//! Parsing of human-formatted follower counts.
//!
//! Handles the shapes profile pages actually render: `"1.200"`, `"1,234"`,
//! `"1,2K"`, `"2M"`, `"34 mil"`, `"1,5 mi"`.

use std::str::FromStr;

use rust_decimal::prelude::ToPrimitive;
use rust_decimal::{Decimal, RoundingStrategy};

/// Suffixes in match order. `mil` must precede `mi`.
const SUFFIXES: [(&str, u64); 10] = [
    ("milhões", 1_000_000),
    ("milhoes", 1_000_000),
    ("milhão", 1_000_000),
    ("milhao", 1_000_000),
    ("mil", 1_000),
    ("bi", 1_000_000_000),
    ("mi", 1_000_000),
    ("k", 1_000),
    ("m", 1_000_000),
    ("b", 1_000_000_000),
];

/// Parses a count string, returning `0` when nothing can be parsed.
///
/// A `0` result is ambiguous; use [`try_parse_count`] where "no number" must
/// be told apart from "zero".
#[must_use]
pub fn parse_count(input: &str) -> u64 {
    try_parse_count(input).unwrap_or(0)
}

/// Parses a count string.
///
/// Without a suffix, `,` and `.` are both grouping separators and are dropped.
/// With a `K`/`M`/`B` (or Portuguese `mil`/`mi`/`bi`) suffix, the last
/// separator is the decimal point and the result is rounded to the nearest
/// integer, halves away from zero.
#[must_use]
pub fn try_parse_count(input: &str) -> Option<u64> {
    let mut s = input.trim().to_lowercase();
    s.retain(|c| !c.is_whitespace());
    let s = s.trim_end_matches('+');

    let (number, multiplier) = split_suffix(s);
    if !number.chars().any(|c| c.is_ascii_digit())
        || !number
            .chars()
            .all(|c| c.is_ascii_digit() || c == '.' || c == ',')
    {
        return None;
    }

    if multiplier == 1 {
        let digits: String = number.chars().filter(char::is_ascii_digit).collect();
        return digits.parse::<u64>().ok();
    }

    let (int_part, frac_part) = match number.rfind([',', '.']) {
        Some(pos) => (&number[..pos], &number[pos + 1..]),
        None => (number, ""),
    };
    let int_digits: String = int_part.chars().filter(char::is_ascii_digit).collect();
    let int_digits = if int_digits.is_empty() {
        "0".to_string()
    } else {
        int_digits
    };
    let literal = if frac_part.is_empty() {
        int_digits
    } else {
        format!("{int_digits}.{frac_part}")
    };

    let value = Decimal::from_str(&literal).ok()?;
    value
        .checked_mul(Decimal::from(multiplier))?
        .round_dp_with_strategy(0, RoundingStrategy::MidpointAwayFromZero)
        .to_u64()
}

fn split_suffix(s: &str) -> (&str, u64) {
    for (suffix, multiplier) in SUFFIXES {
        if let Some(number) = s.strip_suffix(suffix) {
            return (number, multiplier);
        }
    }
    (s, 1)
}

#[cfg(test)]
mod tests {
    use super::*;

    #[test]
    fn grouping_separators_are_removed() {
        assert_eq!(parse_count("1.200"), 1200);
        assert_eq!(parse_count("1,234,567"), 1_234_567);
        assert_eq!(parse_count("987"), 987);
    }

    #[test]
    fn suffix_uses_last_separator_as_decimal_point() {
        assert_eq!(parse_count("1,2K"), 1200);
        assert_eq!(parse_count("1.5M"), 1_500_000);
        assert_eq!(parse_count("2M"), 2_000_000);
        assert_eq!(parse_count("3b"), 3_000_000_000);
        assert_eq!(parse_count("500K"), 500_000);
    }

    #[test]
    fn suffix_result_is_rounded() {
        assert_eq!(parse_count("1.2345K"), 1235);
        assert_eq!(parse_count("12.34K"), 12_340);
    }

    #[test]
    fn halves_round_up_not_to_even() {
        assert_eq!(parse_count("1.0005K"), 1001);
        assert_eq!(parse_count("2,0025 mil"), 2003);
        assert_eq!(parse_count("0.0000005M"), 1);
    }

    #[test]
    fn portuguese_suffixes() {
        assert_eq!(parse_count("34 mil"), 34_000);
        assert_eq!(parse_count("1,5 mi"), 1_500_000);
        assert_eq!(parse_count("2 bi"), 2_000_000_000);
        assert_eq!(parse_count("12 milhões"), 12_000_000);
        assert_eq!(parse_count("1,5 milhão"), 1_500_000);
    }

    #[test]
    fn whitespace_and_plus_are_tolerated() {
        assert_eq!(parse_count("  10K+ "), 10_000);
        assert_eq!(parse_count("1\u{a0}234"), 1234);
    }

    #[test]
    fn garbage_is_zero() {
        assert_eq!(parse_count("garbage"), 0);
        assert_eq!(parse_count(""), 0);
        assert_eq!(parse_count("K"), 0);
    }

    #[test]
    fn try_parse_distinguishes_zero_from_failure() {
        assert_eq!(try_parse_count("0"), Some(0));
        assert_eq!(try_parse_count("garbage"), None);
        assert_eq!(try_parse_count("12 followers"), None);
    }
}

_ _ _

→ **WHAT IS NEEDED**
Give again, exactly as written, the lines running from the first line of the data above through the line that contains "let digits: String".

→ **SOLUTION TO THIS EXERCISE**
//! Parsing of human-formatted follower counts.
//!
//! Handles the shapes profile pages actually render: `"1.200"`, `"1,234"`,
//! `"1,2K"`, `"2M"`, `"34 mil"`, `"1,5 mi"`.

use std::str::FromStr;

use rust_decimal::prelude::ToPrimitive;
use rust_decimal::{Decimal, RoundingStrategy};

/// Suffixes in match order. `mil` must precede `mi`.
const SUFFIXES: [(&str, u64); 10] = [
    ("milhões", 1_000_000),
    ("milhoes", 1_000_000),
    ("milhão", 1_000_000),
    ("milhao", 1_000_000),
    ("mil", 1_000),
    ("bi", 1_000_000_000),
    ("mi", 1_000_000),
    ("k", 1_000),
    ("m", 1_000_000),
    ("b", 1_000_000_000),
];

/// Parses a count string, returning `0` when nothing can be parsed.
///
/// A `0` result is ambiguous; use [`try_parse_count`] where "no number" must
/// be told apart from "zero".
#[must_use]
pub fn parse_count(input: &str) -> u64 {
    try_parse_count(input).unwrap_or(0)
}

/// Parses a count string.
///
/// Without a suffix, `,` and `.` are both grouping separators and are dropped.
/// With a `K`/`M`/`B` (or Portuguese `mil`/`mi`/`bi`) suffix, the last
/// separator is the decimal point and the result is rounded to the nearest
/// integer, halves away from zero.
#[must_use]
pub fn try_parse_count(input: &str) -> Option<u64> {
    let mut s = input.trim().to_lowercase();
    s.retain(|c| !c.is_whitespace());
    let s = s.trim_end_matches('+');

    let (number, multiplier) = split_suffix(s);
    if !number.chars().any(|c| c.is_ascii_digit())
        || !number
            .chars()
            .all(|c| c.is_ascii_digit() || c == '.' || c == ',')
    {
        return None;
    }

    if multiplier == 1 {
        let digits: String = number.chars().filter(char::is_ascii_digit).collect();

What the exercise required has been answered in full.